Drama Co-Coordinator, Student Liaison, Equity, Diversity and Inclusion (winter 2023)

Theatre Studies, Directing

Drama

People Directory Affiliation Category

Kelsey Jacobson is an Assistant Professor in the DAN School of Drama and Music at Queen's University and a co-founding director of the Centre for Spectatorship and Audience Research. She is passionate about teaching and supervising and was awarded the Frank Knox Award for Teaching Excellence in 2021. She received her PhD from the University of Toronto’s Centre for Drama, Theatre, and Performance Studies and her MA from Queen Mary, University of London where she also spent time as a Junior Researcher working in Research and Higher Education at Shakespeare’s Globe in London, UK.
 
Her research focuses on audience and spectatorship studies, and in particular on the ways in which audiences impact, receive, and make meaning through performance. She was awarded funding from SSHRC to study copresence in a project called Being Together (2021-2023) and is also currently involved in a SSHRC grant on performance and oral histories of performance called Gatherings (2019-2023).

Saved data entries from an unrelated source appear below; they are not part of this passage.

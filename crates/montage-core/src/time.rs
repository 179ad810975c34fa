//! Time formatting helpers.
//!
//! All engine time values are `f64` seconds; these helpers render them for
//! logs and progress reporting.

/// Format seconds as `HH:MM:SS.mmm` for log output.
pub fn format_clock(seconds: f64) -> String {
    let total_millis = (seconds.max(0.0) * 1000.0).round() as u64;
    let millis = total_millis % 1000;
    let whole = total_millis / 1000;
    let (h, m, s) = (whole / 3600, (whole / 60) % 60, whole % 60);
    format!("{h:02}:{m:02}:{s:02}.{millis:03}")
}

/// Format a remaining-time estimate as a short human string, e.g. `"1m 23s"`.
pub fn format_eta(seconds: f64) -> String {
    let seconds = seconds.max(0.0).round() as u64;
    if seconds >= 3600 {
        format!("{}h {}m", seconds / 3600, (seconds / 60) % 60)
    } else if seconds >= 60 {
        format!("{}m {}s", seconds / 60, seconds % 60)
    } else {
        format!("{seconds}s")
    }
}
//! Export output configuration.
//!
//! Container and codecs are fixed by design (H.264 + AAC in MP4); the
//! caller chooses a resolution class, frame rate, and destination.

use std::path::PathBuf;

use serde::{Deserialize, Serialize};

/// H.264 encoder settings, fixed per design.
pub const VIDEO_CODEC: &str = "libx264";
pub const VIDEO_CRF: u32 = 18;
pub const VIDEO_PRESET: &str = "medium";
pub const PIXEL_FORMAT: &str = "yuv420p";

/// AAC encoder settings, fixed per design.
pub const AUDIO_CODEC: &str = "aac";
pub const AUDIO_BITRATE: &str = "192k";
pub const AUDIO_SAMPLE_RATE: u32 = 48_000;

/// Safety margin applied over the estimated output size during the
/// pre-flight disk-space check.
pub const DISK_SAFETY_MARGIN: f64 = 1.5;

/// Output resolution class.
#[derive(Debug, Clone, Copy, PartialEq, Eq, Serialize, Deserialize)]
pub enum ResolutionClass {
    #[serde(rename = "720p")]
    Hd720,
    #[serde(rename = "1080p")]
    Hd1080,
    /// First referenced video's native resolution; 1080p if none found.
    #[serde(rename = "source")]
    Source,
}

impl ResolutionClass {
    /// Resolve to concrete output dimensions. `native` is the first
    /// referenced video's size, when known.
    pub fn dimensions(self, native: Option<(u32, u32)>) -> (u32, u32) {
        match self {
            Self::Hd720 => (1280, 720),
            Self::Hd1080 => (1920, 1080),
            Self::Source => native.unwrap_or((1920, 1080)),
        }
    }
}

/// Bitrate assumed for the resolved output height, in megabits per
/// second. Drives only the pre-flight disk-space estimate.
pub fn bitrate_mbps_for_height(height: u32) -> f64 {
    if height >= 1080 {
        8.0
    } else {
        5.0
    }
}

/// Export configuration supplied by the caller.
#[derive(Debug, Clone, Serialize, Deserialize)]
pub struct ExportSettings {
    pub resolution: ResolutionClass,
    /// Integer output frame rate.
    pub frame_rate: u32,
    /// Destination file path.
    pub output_path: PathBuf,
}

impl ExportSettings {
    /// 1080p30 to the given destination.
    pub fn new(output_path: impl Into<PathBuf>) -> Self {
        Self {
            resolution: ResolutionClass::Hd1080,
            frame_rate: 30,
            output_path: output_path.into(),
        }
    }

    pub fn with_resolution(mut self, resolution: ResolutionClass) -> Self {
        self.resolution = resolution;
        self
    }

    pub fn with_frame_rate(mut self, frame_rate: u32) -> Self {
        self.frame_rate = frame_rate;
        self
    }
}
//! Clip resolution — the pure query shared by preview and export.
//!
//! Given the track list and a time position, report which clips are active:
//! a single video clip for the preview surface and the set of concurrently
//! audible audio clips. No side effects; both the playback engine and the
//! export renderer resolve timing through this module so the two renderings
//! agree.

use smallvec::SmallVec;

use crate::clip::Clip;
use crate::track::{Track, TrackKind};

/// Clips active at a queried position, partitioned by track kind.
#[derive(Debug, Default)]
pub struct ActiveClips<'a> {
    /// The clip driving the preview surface, if any. Only the primary
    /// video track supplies this; higher video tracks are reserved for
    /// overlay compositing and never drive the preview.
    pub video: Option<&'a Clip>,
    /// Every audio-track clip whose interval contains the position.
    pub audio: SmallVec<[&'a Clip; 4]>,
}

impl ActiveClips<'_> {
    /// True when nothing is active at the queried position.
    pub fn is_empty(&self) -> bool {
        self.video.is_none() && self.audio.is_empty()
    }
}

/// Resolve the clips active at `position`.
///
/// Per track, selects the clip whose half-open interval
/// `[start_time, end_time)` contains `position` — at most one per track for
/// well-formed data; on overlap the first match wins.
pub fn resolve_at(tracks: &[Track], position: f64) -> ActiveClips<'_> {
    let mut active = ActiveClips::default();
    let primary = primary_video_index(tracks);

    for track in tracks {
        match track.kind {
            TrackKind::Video => {
                if Some(track.index) == primary && active.video.is_none() {
                    active.video = track.clip_at(position);
                }
            }
            TrackKind::Audio => {
                if let Some(clip) = track.clip_at(position) {
                    active.audio.push(clip);
                }
            }
        }
    }

    active
}

/// The clip with the smallest `start_time` strictly greater than
/// `position`, scanning all tracks.
///
/// Lets callers distinguish "gap before the next clip" from "end of
/// timeline": `None` here means nothing is ever coming.
pub fn next_clip_after<'a>(tracks: &'a [Track], position: f64) -> Option<&'a Clip> {
    tracks
        .iter()
        .flat_map(|t| t.clips.iter())
        .filter(|c| c.start_time > position)
        .min_by(|a, b| a.start_time.total_cmp(&b.start_time))
}

fn primary_video_index(tracks: &[Track]) -> Option<usize> {
    tracks
        .iter()
        .filter(|t| t.kind == TrackKind::Video)
        .map(|t| t.index)
        .min()
}
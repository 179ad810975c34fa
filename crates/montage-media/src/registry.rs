//! Media registry — the engine's read-only view of imported media.

use std::collections::HashMap;
use std::path::PathBuf;

use montage_core::{MontageError, Result};
use serde::{Deserialize, Serialize};
use uuid::Uuid;

/// Kind of a media source.
#[derive(Debug, Clone, Copy, PartialEq, Eq, Serialize, Deserialize)]
pub enum MediaKind {
    Video,
    Audio,
}

/// Metadata for one imported media file.
#[derive(Debug, Clone, Serialize, Deserialize)]
pub struct MediaInfo {
    /// Registry ID referenced by clips
    pub id: Uuid,
    /// Absolute path to the source file
    pub path: PathBuf,
    /// Native duration in seconds
    pub duration: f64,
    /// Video or audio-only
    pub kind: MediaKind,
    /// Native width, video only
    pub width: Option<u32>,
    /// Native height, video only
    pub height: Option<u32>,
    /// Whether the file carries an audio stream
    pub has_audio: bool,
}

impl MediaInfo {
    /// Describe a video file.
    pub fn video(id: Uuid, path: impl Into<PathBuf>, duration: f64, width: u32, height: u32) -> Self {
        Self {
            id,
            path: path.into(),
            duration,
            kind: MediaKind::Video,
            width: Some(width),
            height: Some(height),
            has_audio: true,
        }
    }

    /// Describe an audio-only file.
    pub fn audio(id: Uuid, path: impl Into<PathBuf>, duration: f64) -> Self {
        Self {
            id,
            path: path.into(),
            duration,
            kind: MediaKind::Audio,
            width: None,
            height: None,
            has_audio: true,
        }
    }
}

/// Lookup interface consumed by the playback engine and export renderer.
///
/// Population is owned by the (out-of-scope) import pipeline. A miss is a
/// fatal per-operation error for the caller, not a model invariant
/// violation.
pub trait MediaRegistry: Send + Sync {
    fn lookup(&self, id: Uuid) -> Option<MediaInfo>;
}

/// Extension helpers over any registry.
pub trait MediaRegistryExt: MediaRegistry {
    /// Lookup that converts a miss into [`MontageError::MediaNotFound`].
    fn require(&self, id: Uuid) -> Result<MediaInfo> {
        self.lookup(id)
            .ok_or_else(|| MontageError::MediaNotFound(format!("media {id} is not registered")))
    }
}

impl<R: MediaRegistry + ?Sized> MediaRegistryExt for R {}

/// Simple owned registry, used directly by tests and small hosts.
#[derive(Debug, Default)]
pub struct InMemoryRegistry {
    entries: HashMap<Uuid, MediaInfo>,
}

impl InMemoryRegistry {
    pub fn new() -> Self {
        Self::default()
    }

    /// Register a media file, replacing any previous entry with the same id.
    pub fn insert(&mut self, info: MediaInfo) {
        self.entries.insert(info.id, info);
    }

    pub fn len(&self) -> usize {
        self.entries.len()
    }

    pub fn is_empty(&self) -> bool {
        self.entries.is_empty()
    }
}

impl MediaRegistry for InMemoryRegistry {
    fn lookup(&self, id: Uuid) -> Option<MediaInfo> {
        self.entries.get(&id).cloned()
    }
}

Kelsey is also completing work related to pandemic responses to the live performing arts across the G7 countries funded by the British Academy (2023-2024). She has shared her work at CATR, ASTR, ATHE, IFTR, MATC, TAPRA and in the Journal of Dramatic Theory and Criticism, Performance Matters, Theatre Research in Canada, Research in Drama Education, Contemporary Theatre Review, and Canadian Theatre Review. 
 
To date, Kelsey has published one co-edited collection, Global Youth Citizenry and Radical Hope: Enacting Community-Engaged Research Through Performative Research (Springer, 2020) and one monograph, Real-ish: Audiences, Feeling, and the Production of Realness in Contemporary Performance (McGill-Queen’s Press, 2023). Kelsey is also series co-editor of the Routledge Theatre & Performance Series in Audience Research with Kirsty Sedgman. Additional research interests include: affect theory, applied theatre, qualitative methodologies, and equity and access in audiences.